No te respondo, tomo tu rostro entre mis manos y nos besamos. Este largo beso sabe a tierra y a polvo, a sal y a sudor. Apoyas la cabeza en mi pecho, yo te acaricio el pelo, y lloras.

– Tienes que marcharte, Adrian, tienes que irte, nos pones a los dos en peligro. Para que tú sobrevivieras, era necesario que a mí me creyeran muerta; si se enteran de que estás aquí, de que nos hemos visto, te matarán.

– ¿Los monjes?

– No -dices entre hipidos-, ellos son nuestros aliados, me salvaron del río Amarillo, me cuidaron y me escondieron aquí. Hablo de los que quisieron asesinarnos, Adrian, no pararán hasta acabar con nosotros. No sé qué hemos hecho, ni por qué nos persiguen, no retrocederán ante nada con tal de impedir que prosigamos con nuestra investigación. Si saben que estamos juntos de nuevo, nos encontrarán. El lama que conocimos, el que se burló de nosotros cuando buscábamos la pirámide blanca, fue él quien nos salvó… y le he hecho una promesa.

Atenas

Ivory se sobresaltó. Habían tocado a la puerta. Un botones le entregó un fax urgente, alguien había llamado a la recepción para pedir que se le entregara de inmediato. Ivory cogió el sobre, le dio las gracias al joven, esperó a que se hubiera alejado y sólo entonces abrió la carta.

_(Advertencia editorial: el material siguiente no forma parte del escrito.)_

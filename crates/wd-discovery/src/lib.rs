// SPDX-License-Identifier: BUSL-1.1
// Copyright (c) 2026 Alfred Jean LLC

// Allow panic!/unwrap/expect in test code
#![cfg_attr(test, allow(clippy::panic))]
#![cfg_attr(test, allow(clippy::unwrap_used))]
#![cfg_attr(test, allow(clippy::expect_used))]

//! wd-discovery: generic OS process discovery and signal delivery.
//!
//! Implemented on `sysinfo` for the cross-platform process-listing
//! primitive, the same crate the wider example pack reaches for to
//! enumerate OS processes for a management UI.

mod error;
mod kill;
mod ports;
mod process_list;

pub use error::DiscoveryError;

use serde::Serialize;
use sysinfo::System;

/// A process matched by name or holding a port.
#[derive(Debug, Clone, Serialize, PartialEq, Eq)]
pub struct ProcessMatch {
    pub pid: u32,
    pub command: String,
}

/// A process holding a TCP/UDP port locally.
#[derive(Debug, Clone, Serialize, PartialEq, Eq)]
pub struct PortMatch {
    pub pid: u32,
    pub command: String,
    pub name: Option<String>,
}

/// List all OS processes whose command line contains `substring`,
/// case-insensitively.
pub fn search_by_name(substring: &str) -> Vec<ProcessMatch> {
    let mut system = System::new_all();
    system.refresh_all();
    process_list::search_by_name(&system, substring)
}

/// List processes holding `port` locally over TCP or UDP.
pub fn list_by_port(port: u16) -> Vec<PortMatch> {
    let mut system = System::new_all();
    system.refresh_all();
    ports::list_by_port(&system, port)
}

/// Deliver `signal` (default `SIGTERM`) to `pid` and its transitive
/// descendants. Succeeds only when the OS-level call reports no error
/// for every targeted pid.
pub fn kill(pid: u32, signal: Option<&str>) -> Result<(), DiscoveryError> {
    let mut system = System::new_all();
    system.refresh_all();
    kill::kill_tree(&system, pid, signal.unwrap_or("SIGTERM"))
}
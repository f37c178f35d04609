// SPDX-License-Identifier: BUSL-1.1
// Copyright (c) 2026 Alfred Jean LLC

//! The persisted `Task` configuration and its runtime-purity guarantees.

use crate::id::TaskId;
use chrono::{DateTime, Utc};
use serde::{Deserialize, Serialize};
use std::collections::HashMap;

/// Small closed enumeration for a task's display category. Unknown strings
/// encountered while loading an older or hand-edited store deserialize to
/// [`Category::Other`] rather than failing the whole document load.
#[derive(Debug, Clone, Copy, PartialEq, Eq, Serialize, Deserialize, Default)]
#[serde(rename_all = "lowercase")]
pub enum Category {
    Web,
    Api,
    Worker,
    Script,
    #[default]
    Other,
}

impl Category {
    /// Parse a category string tolerantly, matching the store's
    /// read-is-lenient contract.
    pub fn parse_lenient(s: &str) -> Self {
        match s.to_ascii_lowercase().as_str() {
            "web" => Category::Web,
            "api" => Category::Api,
            "worker" => Category::Worker,
            "script" => Category::Script,
            _ => Category::Other,
        }
    }
}

/// A persisted task configuration. `status` and `runtime_pid` are
/// intentionally absent from this type — they are runtime-only concepts
/// that live in the process registry, never in the store.
#[derive(Debug, Clone, Serialize, Deserialize)]
pub struct Task {
    pub id: TaskId,
    #[serde(default)]
    pub name: String,
    #[serde(default)]
    pub description: String,
    #[serde(default)]
    pub group: String,
    #[serde(default)]
    pub category: Category,
    #[serde(default)]
    pub notes: String,

    pub working_directory: Option<String>,

    pub start_command: String,
    pub stop_command: Option<String>,

    pub port: Option<u16>,

    #[serde(default)]
    pub environment_variables: HashMap<String, String>,

    #[serde(default)]
    pub auto_restart: bool,
    #[serde(default)]
    pub max_restarts: u32,
    #[serde(default = "default_restart_interval")]
    pub restart_interval: u32,
    #[serde(default)]
    pub restart_count: u32,

    #[serde(default)]
    pub manual_stopped: bool,
    #[serde(default)]
    pub was_running_before_shutdown: bool,

    pub last_started: Option<DateTime<Utc>>,
    pub created_date: DateTime<Utc>,
    pub updated_date: DateTime<Utc>,

    /// Inert cron-style fields: persisted so the schema matches the full
    /// original data model, never read by the core (scheduling is a
    /// Non-goal).
    #[serde(default)]
    pub scheduled_start: Option<String>,
    #[serde(default)]
    pub scheduled_stop: Option<String>,
}

fn default_restart_interval() -> u32 {
    1
}

impl Task {
    /// Validate the two fields required at creation time.
    pub fn validate_for_create(&self) -> Result<(), String> {
        if self.id.as_str().is_empty() {
            return Err("id must not be empty".to_string());
        }
        if self.start_command.trim().is_empty() {
            return Err("start_command is required".to_string());
        }
        Ok(())
    }
}

/// A partial update to a task, as received on `PUT /api/projects/:id`.
/// Every field is optional; only present fields are merged onto the
/// existing task. `status` and `runtime_pid`, if present in the raw JSON
/// body, are simply not modeled here — they never reach this type.
#[derive(Debug, Clone, Default, Deserialize)]
pub struct TaskPatch {
    pub name: Option<String>,
    pub description: Option<String>,
    pub group: Option<String>,
    pub category: Option<Category>,
    pub notes: Option<String>,
    pub working_directory: Option<Option<String>>,
    pub start_command: Option<String>,
    pub stop_command: Option<Option<String>>,
    pub port: Option<Option<u16>>,
    pub environment_variables: Option<HashMap<String, String>>,
    pub auto_restart: Option<bool>,
    pub max_restarts: Option<u32>,
    pub restart_interval: Option<u32>,
    pub restart_count: Option<u32>,
    pub manual_stopped: Option<bool>,
    pub was_running_before_shutdown: Option<bool>,
    pub last_started: Option<Option<DateTime<Utc>>>,
    pub scheduled_start: Option<Option<String>>,
    pub scheduled_stop: Option<Option<String>>,
}

impl TaskPatch {
    /// Apply this patch onto `task`, advancing `updated_date` on every
    /// user mutation.
    pub fn apply(self, task: &mut Task, now: DateTime<Utc>) {
        if let Some(v) = self.name {
            task.name = v;
        }
        if let Some(v) = self.description {
            task.description = v;
        }
        if let Some(v) = self.group {
            task.group = v;
        }
        if let Some(v) = self.category {
            task.category = v;
        }
        if let Some(v) = self.notes {
            task.notes = v;
        }
        if let Some(v) = self.working_directory {
            task.working_directory = v;
        }
        if let Some(v) = self.start_command {
            task.start_command = v;
        }
        if let Some(v) = self.stop_command {
            task.stop_command = v;
        }
        if let Some(v) = self.port {
            task.port = v;
        }
        if let Some(v) = self.environment_variables {
            task.environment_variables = v;
        }
        if let Some(v) = self.auto_restart {
            task.auto_restart = v;
        }
        if let Some(v) = self.max_restarts {
            task.max_restarts = v;
        }
        if let Some(v) = self.restart_interval {
            task.restart_interval = v;
        }
        if let Some(v) = self.restart_count {
            task.restart_count = v;
        }
        if let Some(v) = self.manual_stopped {
            task.manual_stopped = v;
        }
        if let Some(v) = self.was_running_before_shutdown {
            task.was_running_before_shutdown = v;
        }
        if let Some(v) = self.last_started {
            task.last_started = v;
        }
        if let Some(v) = self.scheduled_start {
            task.scheduled_start = v;
        }
        if let Some(v) = self.scheduled_stop {
            task.scheduled_stop = v;
        }
        task.updated_date = now;
    }
}

#[cfg(test)]
#[path = "task_tests.rs"]
mod tests;
// SPDX-License-Identifier: BUSL-1.1
// Copyright (c) 2026 Alfred Jean LLC

use super::*;
use tempfile::TempDir;

#[test]
fn none_falls_back_to_base() {
    let base = TempDir::new().unwrap();
    assert_eq!(resolve_working_dir(None, base.path()), base.path());
}

#[test]
fn nonexistent_path_falls_back_to_base() {
    let base = TempDir::new().unwrap();
    let resolved = resolve_working_dir(Some("/definitely/not/a/real/path"), base.path());
    assert_eq!(resolved, base.path());
}

#[test]
fn valid_absolute_directory_is_used_as_is() {
    let base = TempDir::new().unwrap();
    let sub = base.path().join("sub");
    std::fs::create_dir(&sub).unwrap();
    let resolved = resolve_working_dir(Some(sub.to_str().unwrap()), base.path());
    assert_eq!(resolved, sub);
}

#[test]
fn relative_directory_resolves_against_base() {
    let base = TempDir::new().unwrap();
    std::fs::create_dir(base.path().join("sub")).unwrap();
    let resolved = resolve_working_dir(Some("sub"), base.path());
    assert_eq!(resolved, base.path().join("sub"));
}

#[test]
fn blank_string_falls_back_to_base() {
    let base = TempDir::new().unwrap();
    assert_eq!(resolve_working_dir(Some("   "), base.path()), base.path());
}
//! Logging setup for the support binary.

use tracing_subscriber::{EnvFilter, layer::SubscriberExt, util::SubscriberInitExt};

pub const LOG_FORMAT_ENV: &str = "CLOUDOM_LOG_FORMAT";

const DEFAULT_FILTER: &str = "info,tower_http=info";

/// Install a global subscriber filtered by `RUST_LOG`.
///
/// Output is human readable unless `CLOUDOM_LOG_FORMAT=json`. Calling this
/// twice is harmless; the second call is ignored.
pub fn init_tracing() {
    let filter = EnvFilter::try_from_default_env().unwrap_or_else(|_| EnvFilter::new(DEFAULT_FILTER));
    let json = std::env::var(LOG_FORMAT_ENV).is_ok_and(|v| v.eq_ignore_ascii_case("json"));

    let registry = tracing_subscriber::registry().with(filter);
    let result = if json {
        registry.with(tracing_subscriber::fmt::layer().json().with_target(true)).try_init()
    } else {
        registry.with(tracing_subscriber::fmt::layer().with_target(false)).try_init()
    };
    if let Err(e) = result {
        tracing::debug!(error = %e, "tracing subscriber already installed");
    }
}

Roma le pedía que lo llamara sin demora desde una línea segura.

Ivory se vistió de prisa y bajó a la calle. Compró una tarjeta telefónica en el quiosco que había delante del hotel para llamar a Lorenzo desde una cabina cercana.

– Tengo noticias curiosas.

Ivory contuvo el aliento y escuchó atentamente a su interlocutor.

– Mis amigos de China han encontrado el rastro de su amiga la arqueóloga.

– ¿Viva?

– Sí, pero aún así no está como para volver a Europa.

– ¿Y eso por qué?

– Le va a costar creerlo: ha sido detenida y encarcelada.

– ¡Pero eso es absurdo! ¿Y por qué razón?

Lorenzo, alias Roma, completó un puzle del que a Ivory le faltaban muchas piezas. Los monjes del monte Llua Shan se encontraban en la orilla del río Amarillo cuando el 4 x 4 de Keira y Adrian se hundió. Tres de ellos se tiraron al río para rescatarlos de las tumultuosas aguas. Sacaron a Adrian el primero, y unos obreros que pasaban por ahí en un camión lo llevaron de urgencia al hospital. Ivory conocía el resto de la historia, había ido a China para ocuparse de él y había llevado a cabo los trámites necesarios para su repatriación. En cuanto a Keira, las cosas habían salido de otra manera. Los monjes habían tenido que zambullirse tres veces hasta lograr liberarla del todoterreno, que se hundía. Cuando lograron sacarla a tierra firme, el camión ya se había ido. La llevaron inconsciente hasta el monasterio. El lama no tardó en enterarse de que quienes habían ordenado el intento de asesinato pertenecían a una tríada de la región cuyas ramificaciones se extendían hasta Pekín. Ocultó a Keira y sufrió la agresión de unos individuos violentos que le hicieron una visita unos días más tarde. Les juró que, si bien era cierto que sus discípulos se habían tirado al agua para tratar de salvar a los occidentales de morir ahogados, no habían podido hacer nada por la joven, que se había hundido con el todoterreno. Los tres monjes que la habían socorrido sufrieron el mismo interrogatorio, pero ninguno habló. Keira estuvo diez días entrando y saliendo del coma, una infección retrasó su recuperación, pero los monjes lograron salvarla.

Cuando se restableció y recuperó fuerzas para viajar, el lama la envió lejos de su monasterio, donde todavía cabía el peligro de que vinieran a buscarla. Había previsto disfrazarla de monje hasta que las cosas se calmaran.